Chen Yu-jie;Wang Chun-jie;Hou Wen-qian;Wang Xiao-shuo;Gali Bing-ga;Huasai Si-mu-ji-de;Yang Si-qin;Wu A-qi-ma;Zhao Yu-fei;Wu Ying-ga;Chen Ao-ri-ge-le

Inner Mongolia Agr, Coll Vet Med, Hohhot 010018, Peoples R China;Inner Mongolia Agr Univ, Coll Anim Sci, Hohhot 010018, Peoples R China;Inner Mongolia Agr Univ, Vocat & Tech Coll, Baotou 014109, Peoples R China

antibacterial compound;Saccharomyces cerevisiae;Escherichia colt;hydrophobicity;permeation

The effects of antibacterial compounds produced by Saccharomyces cerevisiae in Koumiss on pathogenic Escherichia coli O-8 and its cell surface characteristics were investigated.

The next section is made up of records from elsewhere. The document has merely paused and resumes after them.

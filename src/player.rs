//! Command handlers: the entry points a chat front end calls.
//!
//! Each handler acquires the guild's session through the registry, performs
//! one action through the session actor and reports exactly one outcome or
//! one [`PlayerError`].

mod outcome;

use std::sync::Arc;

use tokio_util::sync::CancellationToken;
use tracing::debug;

use crate::backend::{RepeatMode, StreamingBackend};
use crate::config::Settings;
use crate::error::{Operation, PlayerError, Result};
use crate::ingest::{IngestReport, Ingestor};
use crate::session::{PauseToggle, PlaybackInfo, RequestContext, SessionRegistry};
use crate::track::{TrackDescriptor, TrackResolver, build_queue_item};

pub use outcome::{PlayOutcome, RepeatOutcome, SkipOutcome, StopOutcome};

/// Shown when the skipped item carried no title.
const FALLBACK_SKIP_TITLE: &str = "the current track";

pub struct PlayerService {
    registry: SessionRegistry,
    resolver: TrackResolver,
    ingestor: Ingestor,
}

impl PlayerService {
    pub fn new(backend: Arc<dyn StreamingBackend>, settings: &Settings) -> Self {
        let resolver = TrackResolver::new(backend.clone());
        Self {
            registry: SessionRegistry::new(backend, settings.player.clone()),
            ingestor: Ingestor::new(resolver.clone(), &settings.ingest),
            resolver,
        }
    }

    pub fn registry(&self) -> &SessionRegistry {
        &self.registry
    }

    /// Resolve one track and play it, or append it when something is already playing.
    pub async fn play_track(
        &self,
        ctx: &RequestContext,
        descriptor: &TrackDescriptor,
    ) -> Result<PlayOutcome> {
        let session = self.registry.acquire(ctx, true, Operation::Play).await?;

        let Some(loaded) = self
            .resolver
            .resolve(descriptor, &CancellationToken::new())
            .await
            .into_loaded()
        else {
            return Err(PlayerError::TrackUnavailable {
                title: descriptor.label().to_string(),
            });
        };

        let item = build_queue_item(descriptor, &loaded, &ctx.user_name);
        let track = item.display();
        let placement = session.play_or_enqueue(item, Operation::Play).await?;

        let outcome = PlayOutcome { placement, track };
        debug!(guild = ctx.guild, user = %ctx.user_name, "{outcome}");
        Ok(outcome)
    }

    /// Bulk import into the guild's queue, joining voice when needed.
    pub async fn enqueue(
        &self,
        ctx: &RequestContext,
        descriptors: &[TrackDescriptor],
        cancel: &CancellationToken,
    ) -> Result<IngestReport> {
        let session = self.registry.acquire(ctx, true, Operation::Queue).await?;
        let report = self
            .ingestor
            .enqueue(&session, descriptors, &ctx.user_name, cancel)
            .await;
        debug!(guild = ctx.guild, user = %ctx.user_name, "{report}");
        Ok(report)
    }

    pub async fn toggle_pause_resume(&self, ctx: &RequestContext) -> Result<PauseToggle> {
        let session = self.registry.acquire(ctx, false, Operation::Pause).await?;
        let toggle = session.toggle_pause().await?;
        debug!(guild = ctx.guild, user = %ctx.user_name, "{}", toggle.label());
        Ok(toggle)
    }

    pub async fn skip(&self, ctx: &RequestContext) -> Result<SkipOutcome> {
        let session = self.registry.acquire(ctx, false, Operation::Skip).await?;
        let previous = session.skip().await?;

        let skipped = previous
            .map(|item| item.title().to_string())
            .filter(|t| !t.trim().is_empty())
            .unwrap_or_else(|| FALLBACK_SKIP_TITLE.to_string());
        let outcome = SkipOutcome { skipped };
        debug!(guild = ctx.guild, user = %ctx.user_name, "{outcome}");
        Ok(outcome)
    }

    pub async fn set_repeat_mode(
        &self,
        ctx: &RequestContext,
        mode: RepeatMode,
    ) -> Result<RepeatOutcome> {
        let session = self.registry.acquire(ctx, false, Operation::Repeat).await?;
        session.set_repeat_mode(mode).await?;

        let outcome = RepeatOutcome { mode };
        debug!(guild = ctx.guild, user = %ctx.user_name, "{outcome}");
        Ok(outcome)
    }

    /// Stop playback and clear the queue; with `disconnect` also leave the voice channel.
    pub async fn stop(&self, ctx: &RequestContext, disconnect: bool) -> Result<StopOutcome> {
        let session = self.registry.acquire(ctx, false, Operation::Stop).await?;
        session.stop(disconnect).await?;
        if disconnect {
            self.registry.evict(ctx.guild);
        }

        let outcome = StopOutcome {
            disconnected: disconnect,
        };
        debug!(guild = ctx.guild, user = %ctx.user_name, "{outcome}");
        Ok(outcome)
    }

    /// Fresh playback snapshot of the guild's session.
    pub async fn now_playing(&self, ctx: &RequestContext) -> Result<PlaybackInfo> {
        let session = self.registry.acquire(ctx, false, Operation::Connect).await?;
        session.refresh().await
    }
}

S. cerevisiae isolated from Koumiss produced antibacterial compounds which were active against pathogenic E. coli O-8 as determined by the Oxford cup method. The aqueous phases from S. cerevisiae at pH=2.0 (S2) and pH=8.0 (S8) were extracted and tested, respectively. The organic acids of S2 and S8 were determined by high performance liquid chromatography (HPLC), and the concentrations of killer toxins were determined by enhanced bicinchoninic acid (BCA) Protein Assay Kit. The minimum inhibition concentration (MIC) and the minimum bactericidal concentration (MBC) of S2 and S8 on E. coli O-8 were determined by the broth microdilution method. The effects of S2 and S8 on the growth curve of E. coli O-8 were determined by turbidimetry, and the hydrophobicities of E. coli O-8 cell surface were determined using the microbial adhesion to solvents method, the permeation of E. coli O-8 cell membrane were determined by the o-nitrophenyl-beta-D-galactoside (ONPG) method. Aqueous phases at pH 2.0 and 8.0 had larger inhibition zones and then S2 and S8 were obtained by freeze-drying. The main component in S2 was citric acid and it was propanoic acid in S8. Other organic acids and killer toxins were also present. Both the MICs of S2 and S8 on E. coli O-8 were 0.025 g mL(-1), the MBCs were 0.100 and 0.200 g mL(-1), respectively. The normal growth curve of E. coli O-8 was S-shaped, however, it changed after addition of S2 and S8. E. coli O-8 was the basic character, and had a relatively hydrophilic surface. The hydrophobicity of E. coli O-8 cell surface and the permeation of E. coli O-8 cell membrane were increased after adding S2 and S8. The present study showed that S2 and S8 inhibit the growth of pathogenic E. coli O-8 and influence its cell surface characteristics.